Благодаря всем этим факторам польско — еврейский ребенок из среднего класса мог быть вполне счастливым в Польше до 1935 года. Конечно, были неприятные инциденты. В начале 1930‑х мы жили в микрорайоне, где были единственными явными евреями. Это иногда приводило к оскорбительным выпадам. Один раз еврейский юноша из семьи крещеных евреев обозвал меня жидом. Я крикнул в ответ: «Сам жид», после чего он ударил меня до крови в голову перочинным ножом. Его родители долго извинялись. Но я не могу сказать, что мои детские годы были очень омрачены такими редкими инцидентами. Мы вели нормальную жизнь: зимой катались на коньках и лыжах, летом ездили за город на пикники, купались в большом бассейне «Легия» и ходили в кино.
Я ни в коей мере не был выдающимся ребенком и никаких заметных в раннем возрасте талантов у меня не обнаруживалось. Я мало читал.
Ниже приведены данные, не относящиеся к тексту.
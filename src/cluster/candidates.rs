//! Candidate scoring and deterministic ranking.

use chrono::{DateTime, Utc};

use super::scoring::{composite_score, dynamic_threshold, hours_between, time_decay_weight};
use super::types::ScoredCandidate;
use crate::config::ClusterConfig;
use crate::error::ClusterError;
use crate::vector::cosine_similarity;

/// Authoritative state of one candidate issue, re-read from the relational
/// store after index retrieval.
#[derive(Debug, Clone)]
pub struct CandidateIssue {
    pub issue_id: i64,
    pub article_count: i64,
    pub updated_at: DateTime<Utc>,
    pub centroid: Vec<f32>,
}

/// Score every candidate and rank best-first.
///
/// Ordering is by composite score descending; ties prefer the more recently
/// updated issue, then the larger issue, then the smaller id, so replays of
/// the same candidate list always produce the same decision.
pub fn rank_candidates(
    article: &[f32],
    candidates: &[CandidateIssue],
    now: DateTime<Utc>,
    config: &ClusterConfig,
) -> Result<Vec<ScoredCandidate>, ClusterError> {
    let mut ranked = Vec::with_capacity(candidates.len());

    for candidate in candidates {
        if candidate.article_count < 1 {
            return Err(ClusterError::InvariantViolation(format!(
                "issue {} has article_count {}",
                candidate.issue_id, candidate.article_count
            )));
        }

        let similarity = cosine_similarity(article, &candidate.centroid)?;
        let delta_hours = hours_between(now, candidate.updated_at);
        let time_weight = time_decay_weight(delta_hours, config.lambda);

        ranked.push(ScoredCandidate {
            issue_id: candidate.issue_id,
            article_count: candidate.article_count,
            updated_at: candidate.updated_at,
            similarity,
            time_weight,
            score: composite_score(similarity, time_weight, config.alpha, config.beta),
            threshold: dynamic_threshold(time_weight, config.t_base),
        });
    }

    ranked.sort_by(|a, b| {
        b.score
            .partial_cmp(&a.score)
            .unwrap_or(std::cmp::Ordering::Equal)
            .then_with(|| b.updated_at.cmp(&a.updated_at))
            .then_with(|| b.article_count.cmp(&a.article_count))
            .then_with(|| a.issue_id.cmp(&b.issue_id))
    });

    Ok(ranked)
}

/// The merge gate: a raw-similarity floor, the per-candidate dynamic
/// threshold on the composite score, and positive separation from the
/// runner-up.
pub fn admits_merge(best: &ScoredCandidate, separability: f64, t_base: f64) -> bool {
    best.similarity >= t_base && best.score >= best.threshold && separability > 0.0
}

#[cfg(test)]
mod tests {
    use super::*;
    use crate::cluster::scoring::separability;
    use chrono::Duration;

    fn candidate(issue_id: i64, count: i64, updated_at: DateTime<Utc>, centroid: Vec<f32>) -> CandidateIssue {
        CandidateIssue {
            issue_id,
            article_count: count,
            updated_at,
            centroid,
        }
    }

    fn test_config() -> ClusterConfig {
        ClusterConfig {
            alpha: 0.7,
            beta: 0.3,
            lambda: 1.0,
            t_base: 0.5,
            top_k: 10,
            dimension: 3,
        }
    }

    #[test]
    fn ranks_by_composite_score() {
        let now = Utc::now();
        let config = test_config();
        let article = vec![1.0_f32, 0.0, 0.0];

        // Similar but stale vs less similar but fresh
        let candidates = vec![
            candidate(1, 5, now - Duration::hours(10), vec![1.0, 0.0, 0.0]),
            candidate(2, 5, now, vec![0.9, 0.1, 0.0]),
        ];

        let ranked = rank_candidates(&article, &candidates, now, &config).unwrap();
        // Issue 1: score ~ 0.7; issue 2: score ~ 0.7 * 0.994 + 0.3 ~ 0.996
        assert_eq!(ranked[0].issue_id, 2);
        assert!(ranked[0].score > ranked[1].score);
    }

    #[test]
    fn tie_breaks_prefer_recent_then_larger_then_smaller_id() {
        let now = Utc::now();
        let config = test_config();
        let article = vec![1.0_f32, 0.0, 0.0];
        let centroid = vec![1.0_f32, 0.0, 0.0];

        // Identical centroids and identical update times differ only in the
        // final keys of the chain.
        let fresh = now;
        let candidates = vec![
            candidate(9, 3, fresh, centroid.clone()),
            candidate(4, 3, fresh, centroid.clone()),
            candidate(7, 8, fresh, centroid.clone()),
            candidate(2, 3, fresh - Duration::hours(1), centroid.clone()),
        ];

        let ranked = rank_candidates(&article, &candidates, now, &config).unwrap();
        let order: Vec<i64> = ranked.iter().map(|c| c.issue_id).collect();
        // Stale issue 2 scores below the fresh three; among the fresh ones
        // the larger issue wins, then the smaller id.
        assert_eq!(order, vec![7, 4, 9, 2]);
    }

    #[test]
    fn ranking_is_deterministic_across_replays() {
        let now = Utc::now();
        let config = test_config();
        let article = vec![0.6_f32, 0.8, 0.0];
        let candidates = vec![
            candidate(3, 2, now, vec![0.6, 0.8, 0.0]),
            candidate(1, 2, now, vec![0.6, 0.8, 0.0]),
            candidate(2, 2, now, vec![0.6, 0.8, 0.0]),
        ];

        let first = rank_candidates(&article, &candidates, now, &config).unwrap();
        let second = rank_candidates(&article, &candidates, now, &config).unwrap();
        let ids = |v: &[ScoredCandidate]| v.iter().map(|c| c.issue_id).collect::<Vec<_>>();
        assert_eq!(ids(&first), ids(&second));
        assert_eq!(ids(&first), vec![1, 2, 3]);
    }

    #[test]
    fn corrupt_article_count_is_poison() {
        let now = Utc::now();
        let config = test_config();
        let candidates = vec![candidate(1, 0, now, vec![1.0, 0.0, 0.0])];
        let err = rank_candidates(&[1.0, 0.0, 0.0], &candidates, now, &config).unwrap_err();
        assert!(err.is_poison());
    }

    #[test]
    fn merge_gate_requires_similarity_floor() {
        // A fresh issue keeps the composite score above the base threshold
        // even for weak matches; the raw-similarity floor still rejects it.
        let now = Utc::now();
        let config = test_config();
        let candidates = vec![candidate(1, 5, now, vec![1.0, 0.0, 0.0])];
        let ranked = rank_candidates(&[0.4, 0.9165151, 0.0], &candidates, now, &config).unwrap();

        let best = &ranked[0];
        assert!(best.similarity < config.t_base);
        assert!(best.score >= best.threshold);
        assert!(!admits_merge(best, 1.0, config.t_base));
    }

    #[test]
    fn merge_gate_vetoes_non_positive_separability() {
        let now = Utc::now();
        let config = test_config();
        let candidates = vec![candidate(1, 5, now, vec![1.0, 0.0, 0.0])];
        let ranked = rank_candidates(&[1.0, 0.0, 0.0], &candidates, now, &config).unwrap();
        let best = &ranked[0];

        assert!(admits_merge(best, 1.0, config.t_base));
        assert!(!admits_merge(best, 0.0, config.t_base));
        assert!(!admits_merge(best, separability(0.9, 0.95), config.t_base));
    }
}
Однако меня считали очень симпатичным мальчиком: мой смугловатый цвет лица и как смоль черные волосы (моя мать настаивала, чтобы у меня была челка) были предметом восхищения, и меня часто принимали за индуса или перса. Одной из травм отрочества было то, что вдруг это всеобщее восхищение прекратилось.
Довольно странным для человека, который станет впоследствии профессиональным писателем, было то, что в молодости я испытывал трудность с изложением своих мыслей на бумаге. Но говорил я с большой легкостью и в старших классах развлекал своих одноклассников импровизированными историями, в которых они фигурировали как действующие лица. Этот талант мне пригодился много лет спустя, давая мне возможность держать моих детей и внуков в напряженном ожидании, каждый вечер рассказывая им истории перед сном. Тем не менее для меня было сущей пыткой писать школьные сочинения. Я научился хорошо писать позже, когда образы сами возникали в моем сознании и выражали мои мысли.